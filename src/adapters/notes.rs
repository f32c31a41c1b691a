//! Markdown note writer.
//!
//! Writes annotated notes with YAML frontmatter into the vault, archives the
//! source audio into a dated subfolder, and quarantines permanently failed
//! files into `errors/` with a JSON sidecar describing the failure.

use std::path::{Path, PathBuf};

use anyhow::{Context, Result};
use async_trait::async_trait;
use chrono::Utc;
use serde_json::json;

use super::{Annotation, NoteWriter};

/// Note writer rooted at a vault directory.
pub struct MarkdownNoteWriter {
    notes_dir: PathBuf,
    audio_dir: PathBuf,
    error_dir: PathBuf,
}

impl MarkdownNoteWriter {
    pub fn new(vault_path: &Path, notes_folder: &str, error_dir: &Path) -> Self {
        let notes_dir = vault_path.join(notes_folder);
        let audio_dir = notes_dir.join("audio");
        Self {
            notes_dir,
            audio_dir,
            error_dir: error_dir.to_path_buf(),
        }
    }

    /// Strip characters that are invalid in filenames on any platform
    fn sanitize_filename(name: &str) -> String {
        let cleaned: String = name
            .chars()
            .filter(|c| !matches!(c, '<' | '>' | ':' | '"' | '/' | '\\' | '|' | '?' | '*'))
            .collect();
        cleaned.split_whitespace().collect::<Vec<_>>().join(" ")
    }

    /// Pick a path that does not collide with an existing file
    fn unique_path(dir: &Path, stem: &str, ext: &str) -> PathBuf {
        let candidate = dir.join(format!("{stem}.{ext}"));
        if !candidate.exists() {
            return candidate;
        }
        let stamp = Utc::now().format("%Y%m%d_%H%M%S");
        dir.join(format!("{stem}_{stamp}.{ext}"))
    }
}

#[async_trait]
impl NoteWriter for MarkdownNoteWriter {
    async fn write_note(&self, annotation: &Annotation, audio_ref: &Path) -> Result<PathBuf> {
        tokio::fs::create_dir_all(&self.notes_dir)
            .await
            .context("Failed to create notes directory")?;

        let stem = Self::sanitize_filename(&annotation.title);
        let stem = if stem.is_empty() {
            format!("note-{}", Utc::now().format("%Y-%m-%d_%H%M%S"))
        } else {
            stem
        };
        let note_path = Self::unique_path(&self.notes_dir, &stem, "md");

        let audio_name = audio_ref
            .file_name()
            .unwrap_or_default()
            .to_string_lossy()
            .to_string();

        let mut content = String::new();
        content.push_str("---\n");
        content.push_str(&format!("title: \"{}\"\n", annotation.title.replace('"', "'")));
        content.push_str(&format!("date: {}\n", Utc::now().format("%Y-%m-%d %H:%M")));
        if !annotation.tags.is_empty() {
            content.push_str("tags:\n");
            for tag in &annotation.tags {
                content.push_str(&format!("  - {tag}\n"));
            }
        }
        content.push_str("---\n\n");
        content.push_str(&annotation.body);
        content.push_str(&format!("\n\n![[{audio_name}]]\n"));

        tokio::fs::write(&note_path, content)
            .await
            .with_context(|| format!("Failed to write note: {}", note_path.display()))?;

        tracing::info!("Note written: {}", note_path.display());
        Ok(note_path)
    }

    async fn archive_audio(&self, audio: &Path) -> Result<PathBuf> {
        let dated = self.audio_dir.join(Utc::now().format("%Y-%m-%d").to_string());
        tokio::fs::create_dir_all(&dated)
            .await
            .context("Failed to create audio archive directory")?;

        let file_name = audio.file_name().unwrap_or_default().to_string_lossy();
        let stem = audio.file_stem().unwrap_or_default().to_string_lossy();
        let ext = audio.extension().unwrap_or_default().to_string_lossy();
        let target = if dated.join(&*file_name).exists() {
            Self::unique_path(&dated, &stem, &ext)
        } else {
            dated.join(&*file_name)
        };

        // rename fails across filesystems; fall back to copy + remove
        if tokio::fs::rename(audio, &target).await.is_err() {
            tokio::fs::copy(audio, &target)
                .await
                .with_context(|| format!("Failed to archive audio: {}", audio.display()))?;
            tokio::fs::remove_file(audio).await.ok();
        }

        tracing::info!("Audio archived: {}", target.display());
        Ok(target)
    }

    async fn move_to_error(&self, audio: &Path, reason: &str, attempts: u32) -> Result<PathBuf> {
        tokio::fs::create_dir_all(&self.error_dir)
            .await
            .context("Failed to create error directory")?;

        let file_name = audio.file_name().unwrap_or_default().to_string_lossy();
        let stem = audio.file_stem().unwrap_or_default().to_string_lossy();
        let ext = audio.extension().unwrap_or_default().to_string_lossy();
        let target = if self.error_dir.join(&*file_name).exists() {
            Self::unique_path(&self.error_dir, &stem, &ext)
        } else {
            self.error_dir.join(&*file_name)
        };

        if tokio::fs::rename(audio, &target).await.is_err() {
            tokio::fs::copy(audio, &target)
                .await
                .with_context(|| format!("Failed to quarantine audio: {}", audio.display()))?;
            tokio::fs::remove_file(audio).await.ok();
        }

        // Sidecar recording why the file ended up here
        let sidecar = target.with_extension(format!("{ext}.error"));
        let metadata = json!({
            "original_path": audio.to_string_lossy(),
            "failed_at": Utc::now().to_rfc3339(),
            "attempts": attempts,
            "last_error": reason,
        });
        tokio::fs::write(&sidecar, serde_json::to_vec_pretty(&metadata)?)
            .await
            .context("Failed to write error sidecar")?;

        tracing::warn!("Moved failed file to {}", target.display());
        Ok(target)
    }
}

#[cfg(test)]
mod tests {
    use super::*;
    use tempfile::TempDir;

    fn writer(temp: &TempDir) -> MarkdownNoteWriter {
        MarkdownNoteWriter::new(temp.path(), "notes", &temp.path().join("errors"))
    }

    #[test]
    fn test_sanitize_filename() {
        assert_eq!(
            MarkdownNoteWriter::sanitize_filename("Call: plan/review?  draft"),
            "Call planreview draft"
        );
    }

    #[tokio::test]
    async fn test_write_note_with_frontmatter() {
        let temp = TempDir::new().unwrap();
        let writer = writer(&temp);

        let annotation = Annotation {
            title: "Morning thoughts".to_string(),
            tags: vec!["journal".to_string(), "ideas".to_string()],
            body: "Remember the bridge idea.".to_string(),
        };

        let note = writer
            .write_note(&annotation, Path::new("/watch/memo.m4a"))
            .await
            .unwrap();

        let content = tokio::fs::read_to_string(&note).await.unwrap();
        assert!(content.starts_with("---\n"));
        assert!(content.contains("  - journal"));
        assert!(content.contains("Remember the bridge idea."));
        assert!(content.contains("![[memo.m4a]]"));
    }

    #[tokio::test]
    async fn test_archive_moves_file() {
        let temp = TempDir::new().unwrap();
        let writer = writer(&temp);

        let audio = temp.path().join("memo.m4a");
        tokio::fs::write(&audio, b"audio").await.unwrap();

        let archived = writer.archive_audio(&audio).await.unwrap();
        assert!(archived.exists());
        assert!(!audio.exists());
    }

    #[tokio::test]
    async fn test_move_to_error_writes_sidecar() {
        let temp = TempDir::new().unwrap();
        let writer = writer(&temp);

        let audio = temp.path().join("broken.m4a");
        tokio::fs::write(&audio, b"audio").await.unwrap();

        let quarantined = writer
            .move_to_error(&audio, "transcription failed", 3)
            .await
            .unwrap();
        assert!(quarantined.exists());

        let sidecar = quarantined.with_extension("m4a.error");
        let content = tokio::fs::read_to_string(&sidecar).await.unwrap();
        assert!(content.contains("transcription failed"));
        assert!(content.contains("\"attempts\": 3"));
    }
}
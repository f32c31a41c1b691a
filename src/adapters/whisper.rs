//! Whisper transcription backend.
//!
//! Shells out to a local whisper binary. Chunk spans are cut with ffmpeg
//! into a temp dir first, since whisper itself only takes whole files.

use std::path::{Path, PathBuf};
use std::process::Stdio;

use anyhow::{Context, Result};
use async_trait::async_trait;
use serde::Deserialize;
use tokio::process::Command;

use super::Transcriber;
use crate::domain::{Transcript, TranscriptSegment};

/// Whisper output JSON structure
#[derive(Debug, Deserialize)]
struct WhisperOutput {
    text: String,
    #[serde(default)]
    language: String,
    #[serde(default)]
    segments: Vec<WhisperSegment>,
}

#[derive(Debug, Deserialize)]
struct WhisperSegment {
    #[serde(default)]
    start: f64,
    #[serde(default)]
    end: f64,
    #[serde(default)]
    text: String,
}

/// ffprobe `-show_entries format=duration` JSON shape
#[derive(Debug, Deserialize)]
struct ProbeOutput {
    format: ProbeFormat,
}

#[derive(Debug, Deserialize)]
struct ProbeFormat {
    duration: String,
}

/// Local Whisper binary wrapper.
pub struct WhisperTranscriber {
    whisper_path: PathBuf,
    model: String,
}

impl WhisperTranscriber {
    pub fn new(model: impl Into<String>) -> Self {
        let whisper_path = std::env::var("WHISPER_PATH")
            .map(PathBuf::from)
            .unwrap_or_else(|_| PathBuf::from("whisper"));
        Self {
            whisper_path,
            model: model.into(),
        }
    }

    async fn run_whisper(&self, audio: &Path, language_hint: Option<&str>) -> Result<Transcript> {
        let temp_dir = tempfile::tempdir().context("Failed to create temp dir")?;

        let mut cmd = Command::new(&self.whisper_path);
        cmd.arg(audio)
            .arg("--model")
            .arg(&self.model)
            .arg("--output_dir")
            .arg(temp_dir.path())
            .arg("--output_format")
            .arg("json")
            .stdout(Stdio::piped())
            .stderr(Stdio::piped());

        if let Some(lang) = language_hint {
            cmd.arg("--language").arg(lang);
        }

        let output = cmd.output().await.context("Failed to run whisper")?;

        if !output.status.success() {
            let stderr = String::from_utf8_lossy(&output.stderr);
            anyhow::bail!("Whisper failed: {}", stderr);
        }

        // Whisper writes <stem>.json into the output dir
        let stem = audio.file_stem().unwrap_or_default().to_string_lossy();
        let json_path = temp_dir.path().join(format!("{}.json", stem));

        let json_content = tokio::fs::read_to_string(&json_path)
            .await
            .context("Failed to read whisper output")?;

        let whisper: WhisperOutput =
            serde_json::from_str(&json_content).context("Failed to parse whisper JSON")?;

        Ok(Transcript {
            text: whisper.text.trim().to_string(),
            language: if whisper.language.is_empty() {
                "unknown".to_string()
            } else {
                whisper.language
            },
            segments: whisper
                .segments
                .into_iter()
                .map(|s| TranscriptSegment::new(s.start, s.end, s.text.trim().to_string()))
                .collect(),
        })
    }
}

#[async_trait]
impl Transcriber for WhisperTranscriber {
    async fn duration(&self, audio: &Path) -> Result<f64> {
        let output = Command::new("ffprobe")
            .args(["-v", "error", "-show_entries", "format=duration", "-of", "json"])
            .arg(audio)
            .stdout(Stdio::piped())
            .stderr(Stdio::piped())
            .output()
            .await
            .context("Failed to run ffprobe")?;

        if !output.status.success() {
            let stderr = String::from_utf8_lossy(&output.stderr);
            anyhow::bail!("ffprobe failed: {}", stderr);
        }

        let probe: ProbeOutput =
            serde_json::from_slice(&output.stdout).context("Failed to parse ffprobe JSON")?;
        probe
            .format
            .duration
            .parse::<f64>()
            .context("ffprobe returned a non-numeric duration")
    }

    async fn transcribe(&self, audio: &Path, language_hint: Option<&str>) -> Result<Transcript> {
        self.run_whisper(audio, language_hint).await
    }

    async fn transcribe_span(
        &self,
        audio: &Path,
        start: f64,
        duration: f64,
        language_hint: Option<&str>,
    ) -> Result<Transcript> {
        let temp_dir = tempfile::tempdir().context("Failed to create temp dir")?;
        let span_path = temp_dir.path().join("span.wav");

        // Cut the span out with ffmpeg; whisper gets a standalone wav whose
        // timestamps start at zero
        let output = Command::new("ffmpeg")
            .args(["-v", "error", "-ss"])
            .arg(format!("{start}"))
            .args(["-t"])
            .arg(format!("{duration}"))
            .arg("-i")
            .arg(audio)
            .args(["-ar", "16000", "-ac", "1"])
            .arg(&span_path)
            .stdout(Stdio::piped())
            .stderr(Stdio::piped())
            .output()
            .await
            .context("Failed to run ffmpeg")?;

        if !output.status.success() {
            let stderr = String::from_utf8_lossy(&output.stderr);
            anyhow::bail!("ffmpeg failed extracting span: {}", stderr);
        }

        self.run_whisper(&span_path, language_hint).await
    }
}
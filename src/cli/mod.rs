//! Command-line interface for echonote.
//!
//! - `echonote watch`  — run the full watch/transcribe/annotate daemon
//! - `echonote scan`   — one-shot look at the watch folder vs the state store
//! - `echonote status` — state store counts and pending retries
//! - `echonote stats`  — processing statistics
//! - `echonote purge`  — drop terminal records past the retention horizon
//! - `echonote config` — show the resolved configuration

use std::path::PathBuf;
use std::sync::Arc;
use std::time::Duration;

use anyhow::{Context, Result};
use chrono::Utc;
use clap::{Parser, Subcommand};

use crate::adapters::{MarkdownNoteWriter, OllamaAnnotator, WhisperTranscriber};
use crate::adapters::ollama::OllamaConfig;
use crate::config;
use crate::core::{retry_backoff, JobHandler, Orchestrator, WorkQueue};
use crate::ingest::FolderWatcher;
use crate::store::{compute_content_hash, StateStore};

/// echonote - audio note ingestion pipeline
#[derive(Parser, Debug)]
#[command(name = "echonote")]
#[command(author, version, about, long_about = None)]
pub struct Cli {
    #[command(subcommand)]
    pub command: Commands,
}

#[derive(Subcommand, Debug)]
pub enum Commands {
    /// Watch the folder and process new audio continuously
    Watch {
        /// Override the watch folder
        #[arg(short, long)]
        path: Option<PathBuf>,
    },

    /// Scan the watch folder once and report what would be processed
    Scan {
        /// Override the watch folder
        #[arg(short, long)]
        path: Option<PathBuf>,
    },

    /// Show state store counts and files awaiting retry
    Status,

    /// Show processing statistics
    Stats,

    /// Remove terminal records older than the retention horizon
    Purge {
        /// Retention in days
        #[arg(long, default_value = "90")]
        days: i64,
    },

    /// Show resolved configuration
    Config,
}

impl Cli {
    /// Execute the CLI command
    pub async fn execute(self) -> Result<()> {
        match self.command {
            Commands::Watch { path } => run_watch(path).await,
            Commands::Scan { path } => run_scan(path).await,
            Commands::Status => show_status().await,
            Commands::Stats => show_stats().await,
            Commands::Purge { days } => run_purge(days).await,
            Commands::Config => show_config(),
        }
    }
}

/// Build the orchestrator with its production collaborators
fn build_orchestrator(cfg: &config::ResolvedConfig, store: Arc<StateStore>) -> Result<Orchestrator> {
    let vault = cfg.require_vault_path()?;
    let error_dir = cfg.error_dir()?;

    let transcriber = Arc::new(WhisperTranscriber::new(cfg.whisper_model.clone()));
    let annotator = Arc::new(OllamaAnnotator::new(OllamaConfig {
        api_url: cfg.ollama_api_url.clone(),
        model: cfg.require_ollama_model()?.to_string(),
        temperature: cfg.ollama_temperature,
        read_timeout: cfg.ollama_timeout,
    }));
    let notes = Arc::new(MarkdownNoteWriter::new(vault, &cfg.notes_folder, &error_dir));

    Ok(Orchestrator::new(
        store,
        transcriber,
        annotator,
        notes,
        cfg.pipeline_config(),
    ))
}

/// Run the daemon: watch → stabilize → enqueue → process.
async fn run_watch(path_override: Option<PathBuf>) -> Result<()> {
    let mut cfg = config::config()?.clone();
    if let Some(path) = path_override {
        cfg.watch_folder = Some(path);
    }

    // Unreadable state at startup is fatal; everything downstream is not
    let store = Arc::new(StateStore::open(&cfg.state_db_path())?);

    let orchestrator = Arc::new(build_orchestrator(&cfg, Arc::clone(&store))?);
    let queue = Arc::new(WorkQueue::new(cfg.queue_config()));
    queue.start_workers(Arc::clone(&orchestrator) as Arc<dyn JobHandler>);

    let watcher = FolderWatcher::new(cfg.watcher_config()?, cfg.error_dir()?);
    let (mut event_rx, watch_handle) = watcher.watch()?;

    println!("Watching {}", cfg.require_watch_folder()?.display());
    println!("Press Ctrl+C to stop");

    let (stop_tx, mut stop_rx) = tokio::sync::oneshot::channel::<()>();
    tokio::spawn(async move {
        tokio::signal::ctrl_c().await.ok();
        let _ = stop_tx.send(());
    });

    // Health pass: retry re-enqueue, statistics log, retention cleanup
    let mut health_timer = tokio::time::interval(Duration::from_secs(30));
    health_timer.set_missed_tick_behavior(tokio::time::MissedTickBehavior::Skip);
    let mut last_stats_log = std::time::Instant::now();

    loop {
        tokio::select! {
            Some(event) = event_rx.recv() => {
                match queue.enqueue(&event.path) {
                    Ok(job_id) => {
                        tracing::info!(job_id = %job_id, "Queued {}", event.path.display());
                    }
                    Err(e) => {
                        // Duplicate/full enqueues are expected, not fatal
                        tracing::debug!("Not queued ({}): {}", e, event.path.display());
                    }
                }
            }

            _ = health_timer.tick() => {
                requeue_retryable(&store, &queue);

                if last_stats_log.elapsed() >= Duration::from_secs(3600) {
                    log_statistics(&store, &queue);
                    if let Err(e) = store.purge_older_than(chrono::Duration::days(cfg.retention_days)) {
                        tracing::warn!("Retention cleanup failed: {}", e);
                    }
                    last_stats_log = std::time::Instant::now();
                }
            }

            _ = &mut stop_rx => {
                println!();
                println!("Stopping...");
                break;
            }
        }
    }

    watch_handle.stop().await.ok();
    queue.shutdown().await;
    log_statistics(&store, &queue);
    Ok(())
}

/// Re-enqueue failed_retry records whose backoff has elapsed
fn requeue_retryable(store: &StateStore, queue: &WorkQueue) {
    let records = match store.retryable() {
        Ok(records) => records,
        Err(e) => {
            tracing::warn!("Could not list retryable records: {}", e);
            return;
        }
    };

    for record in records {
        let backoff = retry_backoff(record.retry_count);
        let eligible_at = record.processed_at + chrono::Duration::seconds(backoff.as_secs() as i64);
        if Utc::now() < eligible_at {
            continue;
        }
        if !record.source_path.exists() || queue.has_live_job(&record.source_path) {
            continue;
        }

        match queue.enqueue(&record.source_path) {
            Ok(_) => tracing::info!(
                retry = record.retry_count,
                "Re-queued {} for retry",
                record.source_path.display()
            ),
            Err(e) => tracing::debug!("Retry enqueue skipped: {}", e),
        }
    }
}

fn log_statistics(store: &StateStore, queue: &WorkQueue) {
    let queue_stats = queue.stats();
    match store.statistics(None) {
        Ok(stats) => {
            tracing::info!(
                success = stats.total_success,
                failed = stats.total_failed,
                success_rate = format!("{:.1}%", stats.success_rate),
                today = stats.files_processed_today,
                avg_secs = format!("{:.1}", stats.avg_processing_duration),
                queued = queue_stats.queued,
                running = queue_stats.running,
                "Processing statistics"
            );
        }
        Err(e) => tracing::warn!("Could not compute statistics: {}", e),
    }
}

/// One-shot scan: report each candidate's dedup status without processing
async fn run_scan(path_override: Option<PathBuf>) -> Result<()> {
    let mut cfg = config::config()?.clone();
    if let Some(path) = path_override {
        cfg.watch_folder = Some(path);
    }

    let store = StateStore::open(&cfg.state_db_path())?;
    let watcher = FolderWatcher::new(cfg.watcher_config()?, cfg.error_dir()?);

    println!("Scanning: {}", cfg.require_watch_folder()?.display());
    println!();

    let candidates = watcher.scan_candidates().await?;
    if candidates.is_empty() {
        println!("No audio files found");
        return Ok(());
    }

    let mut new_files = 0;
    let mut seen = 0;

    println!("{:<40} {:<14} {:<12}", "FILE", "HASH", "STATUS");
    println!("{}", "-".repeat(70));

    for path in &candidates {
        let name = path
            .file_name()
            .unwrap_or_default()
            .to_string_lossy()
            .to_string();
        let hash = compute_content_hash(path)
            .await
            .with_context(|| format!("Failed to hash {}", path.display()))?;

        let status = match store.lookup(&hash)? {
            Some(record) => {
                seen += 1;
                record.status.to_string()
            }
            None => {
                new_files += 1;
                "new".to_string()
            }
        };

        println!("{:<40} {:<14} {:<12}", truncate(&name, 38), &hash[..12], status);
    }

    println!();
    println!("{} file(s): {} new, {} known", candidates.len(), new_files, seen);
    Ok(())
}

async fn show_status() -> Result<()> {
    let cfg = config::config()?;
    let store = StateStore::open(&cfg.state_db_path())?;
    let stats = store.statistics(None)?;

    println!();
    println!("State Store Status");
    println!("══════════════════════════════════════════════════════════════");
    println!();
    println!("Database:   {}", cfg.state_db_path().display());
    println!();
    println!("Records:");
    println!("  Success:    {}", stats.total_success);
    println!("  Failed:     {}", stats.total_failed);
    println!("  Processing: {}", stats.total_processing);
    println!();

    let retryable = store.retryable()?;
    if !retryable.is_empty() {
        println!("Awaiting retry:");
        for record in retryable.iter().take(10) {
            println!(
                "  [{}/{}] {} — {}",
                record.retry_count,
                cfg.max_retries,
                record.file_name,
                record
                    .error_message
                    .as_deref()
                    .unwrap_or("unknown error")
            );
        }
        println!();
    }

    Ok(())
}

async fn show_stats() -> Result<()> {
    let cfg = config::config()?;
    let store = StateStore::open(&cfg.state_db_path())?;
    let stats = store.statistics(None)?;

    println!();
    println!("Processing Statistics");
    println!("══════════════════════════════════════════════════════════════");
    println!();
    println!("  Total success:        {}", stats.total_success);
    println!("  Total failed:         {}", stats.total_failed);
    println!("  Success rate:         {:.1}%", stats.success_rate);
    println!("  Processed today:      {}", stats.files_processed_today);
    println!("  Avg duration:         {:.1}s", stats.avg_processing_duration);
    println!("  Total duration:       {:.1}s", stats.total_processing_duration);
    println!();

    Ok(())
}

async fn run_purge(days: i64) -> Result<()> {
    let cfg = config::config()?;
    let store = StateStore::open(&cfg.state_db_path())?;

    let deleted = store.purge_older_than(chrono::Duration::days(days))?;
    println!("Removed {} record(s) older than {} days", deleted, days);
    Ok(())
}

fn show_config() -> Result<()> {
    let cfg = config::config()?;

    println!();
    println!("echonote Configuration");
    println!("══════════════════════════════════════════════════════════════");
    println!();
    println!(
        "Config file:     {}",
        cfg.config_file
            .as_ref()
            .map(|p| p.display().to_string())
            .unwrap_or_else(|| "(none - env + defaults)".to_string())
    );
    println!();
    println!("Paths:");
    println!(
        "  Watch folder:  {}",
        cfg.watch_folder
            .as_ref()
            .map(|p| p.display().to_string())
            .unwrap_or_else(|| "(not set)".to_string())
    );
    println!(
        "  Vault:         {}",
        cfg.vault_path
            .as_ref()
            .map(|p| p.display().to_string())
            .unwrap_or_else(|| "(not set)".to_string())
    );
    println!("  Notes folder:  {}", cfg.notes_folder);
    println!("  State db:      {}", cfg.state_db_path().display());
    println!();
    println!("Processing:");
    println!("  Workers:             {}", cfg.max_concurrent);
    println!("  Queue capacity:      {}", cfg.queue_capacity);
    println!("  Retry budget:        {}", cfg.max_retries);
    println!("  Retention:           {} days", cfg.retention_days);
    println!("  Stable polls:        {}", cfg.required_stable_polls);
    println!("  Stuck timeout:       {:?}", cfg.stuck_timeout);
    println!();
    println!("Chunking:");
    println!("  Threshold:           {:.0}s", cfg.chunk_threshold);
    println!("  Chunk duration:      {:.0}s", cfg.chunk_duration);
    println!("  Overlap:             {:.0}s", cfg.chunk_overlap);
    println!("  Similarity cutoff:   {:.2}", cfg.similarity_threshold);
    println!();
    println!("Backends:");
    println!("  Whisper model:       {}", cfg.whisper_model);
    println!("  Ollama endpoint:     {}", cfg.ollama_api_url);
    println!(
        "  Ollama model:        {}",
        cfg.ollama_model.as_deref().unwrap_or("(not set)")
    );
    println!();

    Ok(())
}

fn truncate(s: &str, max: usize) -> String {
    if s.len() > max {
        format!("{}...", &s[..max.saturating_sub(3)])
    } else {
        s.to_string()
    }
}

__What you should do__: Copy each line of the listing above that includes the word "args".

__Worked solution__:
            .args(["-v", "error", "-show_entries", "format=duration", "-of", "json"])
            .args(["-v", "error", "-ss"])
            .args(["-t"])
            .args(["-ar", "16000", "-ac", "1"])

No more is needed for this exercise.